This is an automated email from the ASF dual-hosted git repository.
yong pushed a commit to branch master
in repository https://gitbox.apache.org/repos/asf/bookkeeper.git
The following commit(s) were added to refs/heads/master by this push:
new e80d0318cf Log all the error in the GarbageCollectorThread (#4649)

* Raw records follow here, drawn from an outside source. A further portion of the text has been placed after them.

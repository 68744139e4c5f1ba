//! Round selection and completion tracking.

use crate::error::ConfigurationWarning;
use crate::shuffle::shuffle;
use crate::types::{Column, RoundId};
use crate::vocabulary::Vocabulary;
use rand::Rng;
use serde::Serialize;

/// Independently shuffled card order for each column.
#[derive(Debug, Clone, Default, PartialEq, Eq, Serialize)]
pub struct DisplayOrders {
    pub word: Vec<String>,
    pub sound: Vec<String>,
    pub image: Vec<String>,
}

impl DisplayOrders {
    /// Derive three fresh orders from the round's keys.
    pub fn derive<R: Rng + ?Sized>(keys: &[String], rng: &mut R) -> Self {
        Self {
            word: shuffle(keys, rng),
            sound: shuffle(keys, rng),
            image: shuffle(keys, rng),
        }
    }

    pub fn column(&self, column: Column) -> &[String] {
        match column {
            Column::Word => &self.word,
            Column::Sound => &self.sound,
            Column::Image => &self.image,
        }
    }
}

/// One round: the active keys, what has been matched, and how each column is laid out.
///
/// A round is never edited in place apart from `mark_completed`; starting a
/// new round replaces the whole value, which drops the old display orders and
/// completed set with it.
#[derive(Debug, Clone)]
pub struct Round {
    id: RoundId,
    keys: Vec<String>,
    completed: Vec<String>,
    display: DisplayOrders,
}

impl Round {
    pub fn id(&self) -> RoundId {
        self.id
    }

    pub fn keys(&self) -> &[String] {
        &self.keys
    }

    pub fn completed(&self) -> &[String] {
        &self.completed
    }

    pub fn display(&self) -> &DisplayOrders {
        &self.display
    }

    pub fn contains(&self, key: &str) -> bool {
        self.keys.iter().any(|k| k == key)
    }

    pub fn is_completed(&self, key: &str) -> bool {
        self.completed.iter().any(|k| k == key)
    }

    /// Record a matched key. Returns false if it was already matched or is
    /// not part of this round.
    pub fn mark_completed(&mut self, key: &str) -> bool {
        if !self.contains(key) || self.is_completed(key) {
            return false;
        }
        self.completed.push(key.to_string());
        true
    }

    /// Every key matched, and there was at least one.
    pub fn is_complete(&self) -> bool {
        !self.keys.is_empty() && self.completed.len() == self.keys.len()
    }

    /// (matched, total)
    pub fn progress(&self) -> (usize, usize) {
        (self.completed.len(), self.keys.len())
    }
}

/// Draws rounds from a vocabulary and remembers the parameters for regeneration.
#[derive(Debug, Clone)]
pub struct RoundManager {
    size: usize,
    last_id: RoundId,
    current: Round,
}

impl RoundManager {
    /// Create a manager and draw its first round.
    pub fn new<R: Rng + ?Sized>(
        vocabulary: &Vocabulary,
        size: usize,
        rng: &mut R,
    ) -> (Self, Option<ConfigurationWarning>) {
        let (current, warning) = start_round(vocabulary, size, RoundId(1), rng);
        let manager = Self {
            size,
            last_id: current.id,
            current,
        };
        (manager, warning)
    }

    pub fn size(&self) -> usize {
        self.size
    }

    pub fn current(&self) -> &Round {
        &self.current
    }

    pub fn current_mut(&mut self) -> &mut Round {
        &mut self.current
    }

    /// Replace the current round with a fresh draw using the same size.
    pub fn regenerate<R: Rng + ?Sized>(
        &mut self,
        vocabulary: &Vocabulary,
        rng: &mut R,
    ) -> Option<ConfigurationWarning> {
        let (round, warning) = start_round(vocabulary, self.size, self.last_id.next(), rng);
        self.last_id = round.id;
        self.current = round;
        warning
    }

    /// Change the round size and draw a new round with it.
    pub fn set_size<R: Rng + ?Sized>(
        &mut self,
        vocabulary: &Vocabulary,
        size: usize,
        rng: &mut R,
    ) -> Option<ConfigurationWarning> {
        self.size = size;
        self.regenerate(vocabulary, rng)
    }
}

/// Draw `size` distinct items uniformly at random.
///
/// Asking for more items than the vocabulary holds clamps to what is there
/// and reports a warning; asking for zero raises the size to one.
pub fn start_round<R: Rng + ?Sized>(
    vocabulary: &Vocabulary,
    size: usize,
    id: RoundId,
    rng: &mut R,
) -> (Round, Option<ConfigurationWarning>) {
    let available = vocabulary.len();
    let (effective, warning) = if size == 0 {
        (1.min(available), Some(ConfigurationWarning::RoundSizeRaised))
    } else if size > available {
        (
            available,
            Some(ConfigurationWarning::RoundSizeClamped {
                requested: size,
                available,
            }),
        )
    } else {
        (size, None)
    };

    let mut keys = shuffle(&vocabulary.keys(), rng);
    keys.truncate(effective);
    let display = DisplayOrders::derive(&keys, rng);

    let round = Round {
        id,
        keys,
        completed: Vec::new(),
        display,
    };
    (round, warning)
}
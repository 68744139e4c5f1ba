//! Speech through an espeak child process.

use paraules_core::{FeedbackError, SpeechCapability, Utterance, Voice};
use std::process::{Child, Command, Stdio};
use std::sync::{Arc, Mutex};
use std::thread;
use tracing::debug;

const PROGRAMS: &[&str] = &["espeak-ng", "espeak"];
const NORMAL_WPM: f32 = 175.0;
const NORMAL_PITCH: f32 = 50.0;

/// espeak-backed speech. The voice list is read on a background thread after
/// `acquire`, so it starts out empty.
#[derive(Default)]
pub struct EspeakSpeech {
    program: Option<&'static str>,
    voices: Arc<Mutex<Vec<Voice>>>,
    child: Option<Child>,
}

impl EspeakSpeech {
    pub fn new() -> Self {
        Self::default()
    }

    fn program(&self) -> Result<&'static str, FeedbackError> {
        self.program
            .ok_or(FeedbackError::CapabilityUnavailable("speech"))
    }
}

impl SpeechCapability for EspeakSpeech {
    fn name(&self) -> &'static str {
        self.program.unwrap_or("espeak")
    }

    fn acquire(&mut self) -> Result<(), FeedbackError> {
        let program = PROGRAMS
            .iter()
            .copied()
            .find(|program| {
                Command::new(program)
                    .arg("--version")
                    .stdout(Stdio::null())
                    .stderr(Stdio::null())
                    .status()
                    .map(|status| status.success())
                    .unwrap_or(false)
            })
            .ok_or(FeedbackError::CapabilityUnavailable("speech"))?;
        self.program = Some(program);

        let voices = Arc::clone(&self.voices);
        thread::spawn(move || {
            let output = match Command::new(program).arg("--voices").output() {
                Ok(output) => output,
                Err(e) => {
                    debug!(error = %e, "espeak voice listing failed");
                    return;
                }
            };
            let listed = parse_voices(&String::from_utf8_lossy(&output.stdout));
            debug!(count = listed.len(), "espeak voices loaded");
            if let Ok(mut voices) = voices.lock() {
                *voices = listed;
            }
        });
        Ok(())
    }

    fn release(&mut self) {
        let _ = self.cancel();
        self.program = None;
    }

    fn list_voices(&mut self) -> Result<Vec<Voice>, FeedbackError> {
        self.voices
            .lock()
            .map(|voices| voices.clone())
            .map_err(|_| FeedbackError::Backend("voice list lock poisoned".into()))
    }

    fn speak(&mut self, utterance: &Utterance) -> Result<(), FeedbackError> {
        let program = self.program()?;
        let voice = utterance
            .voice_id
            .clone()
            .unwrap_or_else(|| primary_language(&utterance.language));

        let child = Command::new(program)
            .args(speak_args(&voice, utterance))
            .stdout(Stdio::null())
            .stderr(Stdio::null())
            .spawn()
            .map_err(|e| FeedbackError::Backend(e.to_string()))?;
        self.child = Some(child);
        Ok(())
    }

    fn cancel(&mut self) -> Result<(), FeedbackError> {
        if let Some(mut child) = self.child.take() {
            if matches!(child.try_wait(), Ok(None)) {
                child
                    .kill()
                    .map_err(|e| FeedbackError::Backend(e.to_string()))?;
            }
            let _ = child.wait();
        }
        Ok(())
    }
}

/// `ca-ES` -> `ca`, the form espeak lists its voices under.
fn primary_language(tag: &str) -> String {
    tag.split(['-', '_'])
        .next()
        .unwrap_or(tag)
        .trim()
        .to_lowercase()
}

fn speak_args(voice: &str, utterance: &Utterance) -> Vec<String> {
    let words_per_minute = (NORMAL_WPM * utterance.rate).round() as u32;
    let pitch = (NORMAL_PITCH * utterance.pitch).round().clamp(0.0, 99.0) as u32;
    vec![
        "-v".to_string(),
        voice.to_string(),
        "-s".to_string(),
        words_per_minute.to_string(),
        "-p".to_string(),
        pitch.to_string(),
        "--".to_string(),
        utterance.text.clone(),
    ]
}

/// Parse the table printed by `espeak --voices`.
///
/// The language column doubles as the voice id, since `-v` accepts it.
pub fn parse_voices(listing: &str) -> Vec<Voice> {
    listing
        .lines()
        .skip_while(|line| !line.trim_start().starts_with("Pty"))
        .skip(1)
        .filter_map(|line| {
            let mut columns = line.split_whitespace();
            let _priority = columns.next()?;
            let language = columns.next()?;
            Some(Voice::new(language, language))
        })
        .collect()
}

e80d0318cf is described below
commit e80d0318cfdebbc79f37d9120de8df28c8c1c13a
Author: Yong Zhang <[email protected]>
AuthorDate: Tue Aug 12 10:18:44 2025 +0800
Log all the error in the GarbageCollectorThread (#4649)
### Motivation
We met the GarbageCollectionThread was stopped by some runtime error, but
we didn't catch it then, causing the GC to stop.
Such as:
https://github.com/apache/bookkeeper/pull/3901
https://github.com/apache/bookkeeper/pull/4544
In our case, the GC stopped because of the OutOfDirectMemoryException then
the process stopped and the files can not be deleted. But we didn't see any
error logs. This PR enhance the log info when an unhandled error happens.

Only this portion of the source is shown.